La influencia vanguardista en el humor no se limita a su ambigüedad semántica. Además, transmutó en técnica y estilo lo que era una forma de entender el mundo, lo convirtió en condición artística: es lo que requiere lo moderno para serlo. Los vanguardistas democratizaron el humor y, al edulcorarlo, comenzaron a producirlo masivamente. Alfonso Reyes se quejaba en 1956: «¡Ay! Cuando aún era cubista Diego Rivera y cuando aún había que romper lanzas por el cubismo, hará cuarenta años, ya gritaba yo pidiendo que se reconociera el derecho a la locura, y me preguntaba, entre desconcertado y burlón: —¿Qué hay, pues, en el fondo de la vida humana, que sólo se deja empuñar por el humorista?—. Estamos viviendo, sin remedio, en la época de las burlas veras»; y es que la nuestra es una época donde el humor se institucionalizó y se convirtió en norma. Sufrió el destino inevitable del chiste repetido: deja de hacer gracia, aburre, comienza a hartar. Aún así mantiene vigencia el diagnóstico que hace casi un siglo realizaron Breton y Gómez de la Serna: creación artística que carezca de «humor» —aunque con este término, he tratado de hacerlo evidente, no sepamos a ciencia cierta a qué nos referimos— no capta nuestra atención, se enfrenta al desinterés. A eso se debe la abundancia de ocurrentes, ingeniosos, ligeros y superficiales que, más que establecer una relación profunda con el humorismo de ley, parecen manifestar un espíritu que se niega a la seriedad, otro valor sospechosamente vanguardista.

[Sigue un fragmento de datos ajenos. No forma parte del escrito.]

// src/resolver/index.rs

//! Dependency index lookups
//!
//! The index is an external, read-only service mapping a dependency name to
//! the versions it publishes. The resolver only needs a listing per name, so
//! anything from an in-memory table to a remote registry can sit behind
//! [`DependencyIndex`].

use crate::error::{Error, Result};
use crate::recipe::is_valid_name;
use crate::version::PackageVersion;
use serde::{Deserialize, Serialize};
use std::collections::BTreeMap;
use std::fs;
use std::io::ErrorKind;
use std::path::{Path, PathBuf};
use tracing::debug;

/// Include/link metadata a build toolchain needs to consume a dependency
#[derive(Debug, Clone, Default, PartialEq, Eq, Serialize, Deserialize)]
pub struct BuildInfo {
    #[serde(default)]
    pub include_dirs: Vec<PathBuf>,
    #[serde(default)]
    pub lib_dirs: Vec<PathBuf>,
    /// Libraries to link, without prefix or suffix ("fmt", not "libfmt.a")
    #[serde(default)]
    pub libs: Vec<String>,
    /// Preprocessor definitions ("FMT_HEADER_ONLY=1")
    #[serde(default)]
    pub defines: Vec<String>,
    /// Imported target name; defaults to `<name>::<name>`
    #[serde(default)]
    pub cmake_target: Option<String>,
}

/// One published version of a dependency
#[derive(Debug, Clone, PartialEq, Eq, Serialize, Deserialize)]
pub struct IndexEntry {
    pub version: PackageVersion,
    /// Opaque locator for the package's build metadata (path, URL, cache key)
    pub locator: String,
    #[serde(default)]
    pub build_info: Option<BuildInfo>,
}

impl IndexEntry {
    pub fn new(version: PackageVersion, locator: impl Into<String>) -> Self {
        Self {
            version,
            locator: locator.into(),
            build_info: None,
        }
    }

    pub fn with_build_info(mut self, build_info: BuildInfo) -> Self {
        self.build_info = Some(build_info);
        self
    }
}

/// Trait for looking up dependency versions
///
/// Implementations must be safe to query concurrently; the resolver never
/// mutates the index.
pub trait DependencyIndex: Send + Sync {
    /// All published versions of `name`
    ///
    /// Returns `None` if the index has no entry for the name at all.
    fn versions(&self, name: &str) -> Result<Option<Vec<IndexEntry>>>;
}

/// An in-process index
#[derive(Debug, Clone, Default)]
pub struct MemoryIndex {
    packages: BTreeMap<String, Vec<IndexEntry>>,
}

impl MemoryIndex {
    pub fn new() -> Self {
        Self::default()
    }

    /// Register a published version
    pub fn add(&mut self, name: impl Into<String>, entry: IndexEntry) {
        self.packages.entry(name.into()).or_default().push(entry);
    }

    /// Builder-style [`MemoryIndex::add`]
    pub fn with_entry(mut self, name: impl Into<String>, entry: IndexEntry) -> Self {
        self.add(name, entry);
        self
    }
}

impl DependencyIndex for MemoryIndex {
    fn versions(&self, name: &str) -> Result<Option<Vec<IndexEntry>>> {
        Ok(self.packages.get(name).cloned())
    }
}

#[derive(Debug, Deserialize)]
struct IndexFile {
    #[serde(default)]
    versions: Vec<IndexEntry>,
}

/// An index stored as a directory of `<name>.toml` files
///
/// ```toml
/// [[versions]]
/// version = "1.11.2"
/// locator = "/opt/deps/spdlog/1.11.2"
///
/// [versions.build_info]
/// include_dirs = ["/opt/deps/spdlog/1.11.2/include"]
/// lib_dirs = ["/opt/deps/spdlog/1.11.2/lib"]
/// libs = ["spdlog"]
/// ```
#[derive(Debug, Clone)]
pub struct FileIndex {
    root: PathBuf,
}

impl FileIndex {
    pub fn new(root: impl Into<PathBuf>) -> Self {
        Self { root: root.into() }
    }

    pub fn root(&self) -> &Path {
        &self.root
    }

    fn entry_path(&self, name: &str) -> PathBuf {
        self.root.join(format!("{}.toml", name))
    }
}

impl DependencyIndex for FileIndex {
    fn versions(&self, name: &str) -> Result<Option<Vec<IndexEntry>>> {
        // Names that could escape the index root are never present in it
        if !is_valid_name(name) {
            return Ok(None);
        }

        let path = self.entry_path(name);
        let content = match fs::read_to_string(&path) {
            Ok(content) => content,
            Err(e) if e.kind() == ErrorKind::NotFound => {
                debug!("No index entry at {}", path.display());
                return Ok(None);
            }
            Err(e) => {
                return Err(Error::IndexError(format!(
                    "Failed to read {}: {}",
                    path.display(),
                    e
                )));
            }
        };

        let file: IndexFile = toml::from_str(&content).map_err(|e| {
            Error::IndexError(format!("Invalid index entry {}: {}", path.display(), e))
        })?;

        Ok(Some(file.versions))
    }
}
// src/settings/mod.rs

//! Configuration axes and profile identities
//!
//! A build variant is identified by four axes: operating system, compiler
//! (kind and version), build type and target architecture. The canonical
//! serialization of those values is the *profile identity*; its digest
//! names the directories that isolate one variant's outputs from another's.
//!
//! Axis values arrive as `name=value` assignments, from a profile file
//! and/or the command line:
//!
//! ```toml
//! [settings]
//! os = "linux"
//! compiler = "gcc"
//! "compiler.version" = "13"
//! build_type = "Release"
//! arch = "x86_64"
//! ```

mod profile;

pub use profile::{parse_assignment, Profile};

use crate::error::{Error, Result};
use crate::hash::{hash_bytes, HashAlgorithm};
use std::collections::BTreeMap;
use std::fmt;
use std::str::FromStr;
use strum::VariantNames;
use strum_macros::{Display, EnumString, VariantNames};

/// Names of the configuration axes a recipe can declare
pub const AXIS_NAMES: [&str; 4] = ["os", "compiler", "build_type", "arch"];

/// Length of the digest prefix used in profile directory names
const PROFILE_DIR_HASH_LEN: usize = 16;

/// Target operating system
#[derive(
    Debug, Clone, Copy, PartialEq, Eq, Hash, PartialOrd, Ord, Display, EnumString, VariantNames,
)]
#[strum(serialize_all = "lowercase", ascii_case_insensitive)]
pub enum Os {
    Linux,
    Windows,
    #[strum(to_string = "macos", serialize = "darwin", serialize = "macosx")]
    Macos,
    Freebsd,
    Android,
}

/// Compiler family
#[derive(
    Debug, Clone, Copy, PartialEq, Eq, Hash, PartialOrd, Ord, Display, EnumString, VariantNames,
)]
#[strum(serialize_all = "kebab-case", ascii_case_insensitive)]
pub enum CompilerKind {
    Gcc,
    Clang,
    AppleClang,
    Msvc,
}

/// CMake build type
#[derive(
    Debug, Clone, Copy, PartialEq, Eq, Hash, PartialOrd, Ord, Display, EnumString, VariantNames,
)]
#[strum(ascii_case_insensitive)]
pub enum BuildType {
    Debug,
    Release,
    RelWithDebInfo,
    MinSizeRel,
}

El humorismo verdadero puede no ser solemne pero siempre será serio. Su gran preocupación es la ausencia, el vacío, la muerte que, con su pulsión tanática, coquetea con la desesperación. Macedonio Fernández es uno de los pocos vanguardistas que lo entienden bien y postula: el humorismo intenta, a través de la risa, hacer evidente un «vacío mental», un absurdo, que al manifestarse libera «al espíritu del hombre, por un instante, de la dogmática abrumadora de una ley universal de racionalidad». Es el acto de bromear sobre ese vacío lo que nos hace inmunes a la mayor angustia de todas, a esa «lógica que nos dice todos los días: “puesto que todos mueren tú has de morir”». Gómez de la Serna, por su parte —y casi sin darse cuenta—, acuñó una de las definiciones más agudas y atinadas del término al decir: «El humorismo entreabre una raja en la bóveda del cielo que deja transparente el piélago inmenso del vacío, que se sonríe por la hendidura». El vacío que sonríe, eso es el humor: la capacidad que tiene el hombre para reír frente a la oquedad de la vida.